Customers are creative
Several years ago, another utility reported that a customer used the routing and checking account numbers from their paycheck to pay their utility bill online. It went undetected until the customer’s employer was balancing their bank statement and discovered the fraudulent charge.
Buying time
Unlike a debit or credit card transaction, echecks are not validated as they are entered. It’s not until the bank, as represented by the routing number entered by your customer, processes the payment as an ACH transaction that the payment is rejected.
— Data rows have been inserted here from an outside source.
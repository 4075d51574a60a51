//! Command Implementations
//!
//! Each submodule registers its commands into the [`CommandTable`]. The
//! database engine only sees the table entries; it never looks inside a
//! command body.
//!
//! ## Architecture
//!
//! ```text
//! Client Request
//!       │
//!       ▼
//! ┌─────────────────┐
//! │ CommandParser   │  (protocol module)
//! └────────┬────────┘
//!          │
//!          ▼
//! ┌─────────────────┐
//! │ Db::exec        │  (db module: auth, MULTI/EXEC, locking)
//! └────────┬────────┘
//!          │  CommandTable lookup
//!          ▼
//! ┌─────────────────┐
//! │ executor        │  (this module)
//! └────────┬────────┘
//!          │
//!          ▼
//! ┌─────────────────┐
//! │ Dict / TTL / AOF│
//! └─────────────────┘
//! ```
//!
//! ## Supported Commands
//!
//! ### Key Commands
//! - `DEL`, `EXISTS`, `TYPE`, `KEYS`
//! - `EXPIRE`, `PEXPIRE`, `EXPIREAT`, `PEXPIREAT`
//! - `TTL`, `PTTL`, `PERSIST`
//!
//! ### String Commands
//! - `SET`, `SETNX`, `SETEX`, `GET`, `GETSET`
//! - `INCR`, `INCRBY`, `DECR`, `DECRBY`
//! - `APPEND`, `STRLEN`, `MSET`, `MGET`
//!
//! ### List Commands
//! - `LPUSH`, `LPUSHX`, `RPUSH`, `RPUSHX`, `LPOP`, `RPOP`, `RPOPLPUSH`
//! - `LLEN`, `LINDEX`, `LRANGE`, `LSET`, `LREM`
//!
//! ### Hash Commands
//! - `HSET`, `HSETNX`, `HMSET`, `HGET`, `HEXISTS`, `HDEL`, `HLEN`, `HGETALL`
//!
//! ### Set Commands
//! - `SADD`, `SREM`, `SISMEMBER`, `SCARD`, `SMEMBERS`
//! - `SINTER`, `SUNION`, `SDIFF`, `SINTERSTORE`, `SUNIONSTORE`, `SDIFFSTORE`
//!
//! ### Server Commands
//! - `PING`, `ECHO`, `DBSIZE`, `FLUSHDB`
//!
//! Every write command logs itself to the append-only file only when it
//! changed something, and every write command has an undo generator.

pub mod hash;
pub mod keys;
pub mod list;
pub mod server;
pub mod set;
pub mod string;

use crate::db::marshal::unix_millis;
use crate::db::registry::CommandTable;
use crate::db::Db;
use crate::protocol::{CmdLine, Reply};
use bytes::Bytes;
use std::time::{Duration, SystemTime, UNIX_EPOCH};
use thiserror::Error;

/// Errors a command body can return. Each becomes an error reply.
#[derive(Debug, Error, Clone, PartialEq, Eq)]
pub enum CommandError {
    #[error("ERR unknown command '{0}'")]
    UnknownCommand(String),

    #[error("ERR wrong number of arguments for '{0}' command")]
    WrongArity(String),

    #[error("WRONGTYPE Operation against a key holding the wrong kind of value")]
    WrongType,

    #[error("ERR syntax error")]
    Syntax,

    #[error("ERR value is not an integer or out of range")]
    NotInteger,

    #[error("ERR increment or decrement would overflow")]
    Overflow,

    #[error("ERR invalid expire time in '{0}' command")]
    InvalidExpire(String),

    #[error("ERR index out of range")]
    IndexOutOfRange,

    #[error("ERR no such key")]
    NoSuchKey,

    #[error("ERR {0}")]
    Other(String),
}

impl From<CommandError> for Reply {
    fn from(e: CommandError) -> Self {
        Reply::Error(e.to_string())
    }
}

pub type CommandResult = Result<Reply, CommandError>;

/// Registers every built-in command.
pub fn register_all(table: &mut CommandTable) {
    keys::register(table);
    string::register(table);
    list::register(table);
    hash::register(table);
    set::register(table);
    server::register(table);
}

// ============================================================================
// Helpers shared by command bodies
// ============================================================================

pub(crate) fn parse_int(arg: &[u8]) -> Result<i64, CommandError> {
    std::str::from_utf8(arg)
        .ok()
        .and_then(|s| s.parse().ok())
        .ok_or(CommandError::NotInteger)
}

/// Absolute deadline from unix milliseconds. Negative values clamp to the
/// epoch, which is always in the past.
pub(crate) fn time_from_millis(ms: i64) -> SystemTime {
    UNIX_EPOCH + Duration::from_millis(ms.max(0) as u64)
}

/// Current time truncated to whole milliseconds, so a deadline written to
/// the log as `PEXPIREAT` replays to the identical value.
pub(crate) fn now_millis() -> i64 {
    unix_millis(SystemTime::now())
}

/// Appends `name args...` to the log.
pub(crate) fn log_command(db: &Db, name: &'static str, args: &[Bytes]) {
    let mut line: CmdLine = Vec::with_capacity(args.len() + 1);
    line.push(Bytes::from_static(name.as_bytes()));
    line.extend(args.iter().cloned());
    db.add_aof(line);
}

#[cfg(test)]
pub(crate) mod test_support {
    use crate::db::{CommandTable, Db, Session};
    use crate::protocol::{cmd_line, Reply};
    use std::sync::Arc;

    pub fn db() -> Arc<Db> {
        Db::replica(Arc::new(CommandTable::builtin()))
    }

    pub fn run(db: &Db, parts: &[&str]) -> Reply {
        db.exec(&mut Session::new(), &cmd_line(parts.iter().copied()))
    }

    pub fn bulk(s: &str) -> Reply {
        Reply::bulk(bytes::Bytes::from(s.to_string()))
    }

    pub fn bulks(items: &[&str]) -> Reply {
        Reply::bulks(items.iter().map(|s| bytes::Bytes::from(s.to_string())))
    }
}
This process can take a day or two, and unscrupulous customers know this, hoping to buy time. For obvious reasons, this happens much more frequently right before cut-off day, as customers hope to delay their disconnection.
What are your remedies?
Hopefully, your online bill pay platform allows you to restrict customers who have tried to defraud you from paying by echeck in the future. Similarly, you should be able to block customers who have used fraudulent credit cards from paying by credit card.
Unfortunately, blocking customers who have already defrauded you doesn’t prevent others from doing the same.
Should you continue offering echeck payments?
Most banks issue debit cards to their checking account customers, so your customers who want to pay online could easily use a debit card rather than an echeck payment. If you charge a convenience fee for online payments, it’s often lower for echecks than for debit or credit cards, which is presumably why customers prefer echecks to paying with their debit cards.
I know of several utilities that will disable the echeck option from their online payment platform as cut-off day approaches. This is to avoid customers who would otherwise be on the cut-off list from using this trick to buy a few extra days.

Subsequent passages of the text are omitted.